» **Exercise objective**
Among the lines below, copy exactly those from the one with "let second = e.half_edge_b.map(|he|" through the one with "pub fn incident_face_count(&self, edge: usize)", counting both ends.

[Start of Attachment]

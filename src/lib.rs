// SPDX-License-Identifier: Apache-2.0
// Copyright (c) 2025 Crease contributors.

//! Crease
//!
//! Classifies the edges of a triangulated surface mesh into geometric
//! *feature* edges (dihedral angle at or above a threshold) and topological
//! *border* edges (edges bounding an open boundary), and exports the result
//! as line segments for downstream visualization.

pub mod error;
pub mod geometry;
pub mod io;

pub use error::{CreaseError, Result};
pub use geometry::{
    classify_edges, EdgeClassification, MeshTopology, SurfaceMesh, DEFAULT_ANGLE_THRESHOLD,
};
pub use io::{collect_segments, edges_output_path, load, write_json, write_off, EdgeSegments, Segment};

use std::path::Path;

/// Run the full pipeline on a mesh file: load, build adjacency, classify,
/// and resolve the tagged edges to line segments.
pub fn detect_edges<P: AsRef<Path>>(path: P, threshold_degrees: f64) -> Result<EdgeSegments> {
    let mesh = io::load(path)?;
    let topology = MeshTopology::build(&mesh)?;
    let classification = classify_edges(&mesh, &topology, threshold_degrees)?;
    Ok(collect_segments(&mesh, &topology, &classification))
}

#[cfg(test)]
mod tests {
    use super::*;
    use std::io::Write;

    #[test]
    fn test_detect_edges_from_file() {
        let mut file = tempfile::Builder::new().suffix(".off").tempfile().unwrap();
        write!(file, "OFF\n4 2 5\n0 0 0\n1 0 0\n1 1 0\n0 1 0\n3 0 1 2\n3 0 2 3\n").unwrap();

        let segments = detect_edges(file.path(), DEFAULT_ANGLE_THRESHOLD).unwrap();
        assert_eq!(segments.feature_count(), 0);
        assert_eq!(segments.border_count(), 4);
    }

    #[test]
    fn test_detect_edges_missing_path() {
        let err = detect_edges("nope.off", DEFAULT_ANGLE_THRESHOLD).unwrap_err();
        assert!(matches!(err, CreaseError::PathNotFound(_)));
    }
}
// SPDX-License-Identifier: Apache-2.0
// Copyright (c) 2025 Crease contributors.

//! Half-edge adjacency over a triangle mesh
//!
//! The half-edge graph is stored as flat arrays of records indexed by
//! integer handles; `twin: None` is the sentinel for a boundary half-edge.
//! This keeps the naturally cyclic structure (half-edge -> twin -> face ->
//! half-edge) free of owning references.

use super::SurfaceMesh;
use crate::error::{CreaseError, Result};
use std::collections::HashMap;

/// One directed traversal of an edge, bound to a single face.
#[derive(Debug, Clone, Copy)]
pub struct HalfEdge {
    /// Next half-edge around the same face (counter-clockwise).
    pub next: usize,
    /// Previous half-edge around the same face.
    pub prev: usize,
    /// Opposite half-edge in the adjacent face, `None` on the boundary.
    pub twin: Option<usize>,
    /// Vertex this half-edge starts from.
    pub origin: usize,
    /// Vertex this half-edge points to.
    pub target: usize,
    /// Face this half-edge belongs to.
    pub face: usize,
}

/// An undirected edge: one half-edge plus its twin, if any.
#[derive(Debug, Clone, Copy)]
pub struct Edge {
    /// The half-edge encountered first while scanning faces.
    pub half_edge_a: usize,
    /// Its twin, `None` for a border edge.
    pub half_edge_b: Option<usize>,
}

/// Half-edge topology built once from a [`SurfaceMesh`] and immutable after.
#[derive(Debug, Clone)]
pub struct MeshTopology {
    pub half_edges: Vec<HalfEdge>,
    pub edges: Vec<Edge>,
}

impl MeshTopology {
    /// Build the half-edge adjacency for a triangle mesh.
    ///
    /// Edges are recorded in the order their first half-edge appears while
    /// scanning faces, so the same mesh always produces the same edge
    /// ordering. Fails with [`CreaseError::Topology`] if an undirected edge
    /// is shared by more than two faces.
    pub fn build(mesh: &SurfaceMesh) -> Result<Self> {
        let mut half_edges = Vec::with_capacity(mesh.face_count() * 3);

        for (face_idx, face) in mesh.faces.iter().enumerate() {
            let base = half_edges.len();
            for corner in 0..3 {
                half_edges.push(HalfEdge {
                    next: base + (corner + 1) % 3,
                    prev: base + (corner + 2) % 3,
                    twin: None,
                    origin: face[corner],
                    target: face[(corner + 1) % 3],
                    face: face_idx,
                });
            }
        }

        // Pair twins by unordered endpoint key. Edges keep first-seen order;
        // the map never drives output ordering.
        let mut edges: Vec<Edge> = Vec::with_capacity(half_edges.len() / 2 + 1);
        let mut edge_of_key: HashMap<(usize, usize), usize> = HashMap::new();

        for he_idx in 0..half_edges.len() {
            let (origin, target) = (half_edges[he_idx].origin, half_edges[he_idx].target);
            let key = if origin < target {
                (origin, target)
            } else {
                (target, origin)
            };

            match edge_of_key.get(&key) {
                None => {
                    edge_of_key.insert(key, edges.len());
                    edges.push(Edge {
                        half_edge_a: he_idx,
                        half_edge_b: None,
                    });
                }
                Some(&edge_idx) => {
                    let edge = &mut edges[edge_idx];
                    if edge.half_edge_b.is_some() {
                        // Third face on the same undirected edge.
                        return Err(CreaseError::Topology {
                            v0: key.0,
                            v1: key.1,
                            faces: 3,
                        });
                    }
                    edge.half_edge_b = Some(he_idx);
                    let first = edge.half_edge_a;
                    half_edges[he_idx].twin = Some(first);
                    half_edges[first].twin = Some(he_idx);
                }
            }
        }

        Ok(Self { half_edges, edges })
    }

    /// The two endpoint vertices of an edge, in first-half-edge order.
    pub fn edge_endpoints(&self, edge: usize) -> (usize, usize) {
        let he = &self.half_edges[self.edges[edge].half_edge_a];
        (he.origin, he.target)
    }

    /// Faces incident to an edge: always at least one, two for interior edges.
    pub fn edge_faces(&self, edge: usize) -> (usize, Option<usize>) {
        let e = &self.edges[edge];
        let first = self.half_edges[e.half_edge_a].face;
        let second = e.half_edge_b.map(|he| self.half_edges[he].face);
        (first, second)
    }

    /// Number of faces incident to an edge.
    pub fn incident_face_count(&self, edge: usize) -> usize {
        match self.edges[edge].half_edge_b {
            Some(_) => 2,
            None => 1,
        }
    }

    /// True if the edge lies on the mesh's topological boundary.
    pub fn is_border_edge(&self, edge: usize) -> bool {
        self.edges[edge].half_edge_b.is_none()
    }

    pub fn edge_count(&self) -> usize {
        self.edges.len()
    }

    pub fn half_edge_count(&self) -> usize {
        self.half_edges.len()
    }
}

[End of Attachment]

» **Task output**
        let second = e.half_edge_b.map(|he| self.half_edges[he].face);
        (first, second)
    }

    /// Number of faces incident to an edge.
    pub fn incident_face_count(&self, edge: usize) -> usize {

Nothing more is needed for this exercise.